- Film's poster
- Directed by: Meghna Gulzar
- Written by: Gulzar (dialogues)
- Produced by: Pritish Nandy Communications
- Starring: Fardeen Khan Esha Deol Satish Shah Kirron Kher
- Cinematography: Sachin K. Krishn
- Edited by: Hemal Kothari
- Music by: Pritam
- Distributed by: Eros International
- Release date: 16 March 2007;
- Running time: 116 minutes
- Country: India
- Language: Hindi

= Just Married (2007 film) =

Just Married is a 2007 Indian Hindi-language comedy film directed by Meghna Gulzar, starring Fardeen Khan, Esha Deol in lead roles along with Satish Shah, Kirron Kher and Mukul Dev in supporting roles.

== Plot ==
Abhay Sachdeva and Ritika Khanna are young, modern Indian professionals. They briefly meet at a wedding and individually make their dislike for arranged marriages known, since they do not understand the concept of marrying a stranger. Unbeknownst to them, their parents meet at the same wedding and compare their horoscopes, which begins the process of arranging a match. Even though they each have strong objections, the couple eventually gives in to their parents' wishes and gets married. The newlyweds then embark on a honeymoon trip to Ooty. The trip is part of a romantic getaway package where they will be sharing a lodge with other couples.

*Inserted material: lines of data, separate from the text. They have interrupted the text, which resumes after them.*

//! Shared helpers for integration tests.
//!
//! `eval_direct` computes the value of a tree straight from dense matrices,
//! without going through canonicalization, so `A*x + b` can be checked
//! against it.

#![allow(dead_code)]

use std::collections::HashMap;

use cvxcanon::prelude::*;
use nalgebra::{DMatrix, DVector};

/// Tolerance for comparing floating point results
pub const TOL: f64 = 1e-9;

/// Variable values keyed by id, each stored in its declared shape.
pub type Values = HashMap<VarId, DMatrix<f64>>;

/// Evaluate a tree directly.
pub fn eval_direct(node: &LinOp, values: &Values) -> DMatrix<f64> {
    let shape = node.shape();
    let arg = |k: usize| eval_direct(&node.args()[k], values);
    let operand = || match node.payload() {
        Payload::Operand(data) => eval_direct(data, values),
        other => panic!("expected operand, got {:?}", other),
    };

    match node.op() {
        OpTag::Variable => {
            let id = node.variable_id().expect("variable id");
            let v = &values[&id];
            DMatrix::from_column_slice(shape.rows(), shape.cols(), v.as_slice())
        }
        OpTag::ScalarConst | OpTag::DenseConst | OpTag::SparseConst => match node.payload() {
            Payload::Value(value) => value.to_dense(),
            other => panic!("expected value, got {:?}", other),
        },
        OpTag::Sum => {
            let mut total = DMatrix::zeros(shape.rows(), shape.cols());
            for k in 0..node.args().len() {
                total += arg(k);
            }
            total
        }
        OpTag::Neg => -arg(0),
        OpTag::Mul => {
            let a = operand();
            let x = arg(0);
            if a.len() == 1 {
                x * a[(0, 0)]
            } else {
                a * x
            }
        }
        OpTag::Rmul => {
            let b = operand();
            let x = arg(0);
            if b.len() == 1 {
                x * b[(0, 0)]
            } else {
                x * b
            }
        }
        OpTag::MulElem => {
            let c = operand();
            let x = arg(0);
            if c.len() == 1 {
                x * c[(0, 0)]
            } else {
                x.component_mul(&c)
            }
        }
        OpTag::Div => {
            let c = operand();
            let x = arg(0);
            if c.len() == 1 {
                x / c[(0, 0)]
            } else {
                x.component_div(&c)
            }
        }
        OpTag::Index => {
            let (rows, cols) = match node.payload() {
                Payload::Index(rows, cols) => (rows.indices(), cols.indices()),
                other => panic!("expected slices, got {:?}", other),
            };
            let x = arg(0);
            DMatrix::from_fn(rows.len(), cols.len(), |i, j| {
                x[(rows[i] as usize, cols[j] as usize)]
            })
        }
        OpTag::Transpose => arg(0).transpose(),
        OpTag::Reshape => {
            let x = arg(0);
            DMatrix::from_column_slice(shape.rows(), shape.cols(), x.as_slice())
        }
        OpTag::Vstack => {
            let parts: Vec<_> = (0..node.args().len()).map(arg).collect();
            let mut out = DMatrix::zeros(shape.rows(), shape.cols());
            let mut row = 0;
            for p in parts {
                out.view_mut((row, 0), (p.nrows(), p.ncols())).copy_from(&p);
                row += p.nrows();
            }
            out
        }
        OpTag::Hstack => {
            let parts: Vec<_> = (0..node.args().len()).map(arg).collect();
            let mut out = DMatrix::zeros(shape.rows(), shape.cols());
            let mut col = 0;
            for p in parts {
                out.view_mut((0, col), (p.nrows(), p.ncols())).copy_from(&p);
                col += p.ncols();
            }
            out
        }
        OpTag::Promote => DMatrix::from_element(shape.rows(), shape.cols(), arg(0)[(0, 0)]),
        OpTag::SumEntries => DMatrix::from_element(1, 1, arg(0).sum()),
        OpTag::Trace => DMatrix::from_element(1, 1, arg(0).trace()),
        OpTag::DiagVec => {
            let x = arg(0);
            DMatrix::from_diagonal(&DVector::from_column_slice(x.as_slice()))
        }
        OpTag::DiagMat => {
            let d = arg(0).diagonal();
            DMatrix::from_column_slice(d.len(), 1, d.as_slice())
        }
        OpTag::UpperTri => {
            let x = arg(0);
            let n = x.nrows();
            let mut entries = Vec::new();
            for i in 0..n {
                for j in (i + 1)..n {
                    entries.push(x[(i, j)]);
                }
            }
            DMatrix::from_vec(entries.len(), 1, entries)
        }
        OpTag::Conv => {
            let c = operand();
            let x = arg(0);
            let mut out = DMatrix::zeros(shape.rows(), 1);
            for (i, ci) in c.iter().enumerate() {
                for (j, xj) in x.iter().enumerate() {
                    out[(i + j, 0)] += ci * xj;
                }
            }
            out
        }
        OpTag::Kron => operand().kronecker(&arg(0)),
        OpTag::NoOp => DMatrix::zeros(shape.rows(), shape.cols()),
    }
}

/// Stack the direct values of every root at the given row offsets.
pub fn stack_direct(roots: &[std::sync::Arc<LinOp>], offsets: &[usize], values: &Values) -> Vec<f64> {
    let rows = roots
        .iter()
        .zip(offsets)
        .map(|(r, off)| off + r.shape().size())
        .max()
        .unwrap_or(0);
    let mut out = vec![0.0; rows];
    for (root, &off) in roots.iter().zip(offsets) {
        for (k, v) in eval_direct(root, values).iter().enumerate() {
            out[off + k] += v;
        }
    }
    out
}

/// Concatenate variable values into the column vector `x`.
pub fn pack_values(ids: &IdToCol, values: &Values, ncols: usize) -> Vec<f64> {
    let mut x = vec![0.0; ncols];
    for (id, col) in ids.iter() {
        if let Some(v) = values.get(&id) {
            for (k, val) in v.iter().enumerate() {
                if col + k < ncols {
                    x[col + k] = *val;
                }
            }
        }
    }
    x
}

/// Assert two vectors agree within `TOL`.
pub fn assert_close(got: &[f64], expected: &[f64], context: &str) {
    assert_eq!(got.len(), expected.len(), "{}: length differs", context);
    for (i, (g, e)) in got.iter().zip(expected).enumerate() {
        assert!(
            (g - e).abs() < TOL,
            "{}: entry {} is {}, expected {}",
            context,
            i,
            g,
            e
        );
    }
}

The first people they meet are Mr. and Mrs. Chaturvedi, an elderly couple celebrating their anniversary. They constantly bicker and argue, but actually love each other deeply. Abhay and Ritika then meet Shoaib and Anaiya, another newlywed couple. Anaiya is Shoaib's sister's best friend and has always had feelings for him, but Shoaib is unable to think of Anaiya as anything but a childhood friend. Strolling in the forest, the pair meet Rishab and Anu, a couple who are head over heels in love with each other and have come to Ooty on their yearly holiday. They have the perfect romance, and the other couples envy them and their amazing relationship. Later, Ritika tries to prolong dinner to avoid spending time alone with Abhay. That night she cannot bring herself to consummate the marriage, and after Abhay falls asleep, she decides to sleep on the sofa. The next day, the group prepares to go on an outing organised by the lodge management. There they meet A.K. and Sarah, who have arrived late due to delayed trains. A.K. is an explorer who has been out of the country for a long time, and Sarah is his long-term, half-Indian girlfriend. A.K. has proposed many times, but Sarah does not see the need for marriage.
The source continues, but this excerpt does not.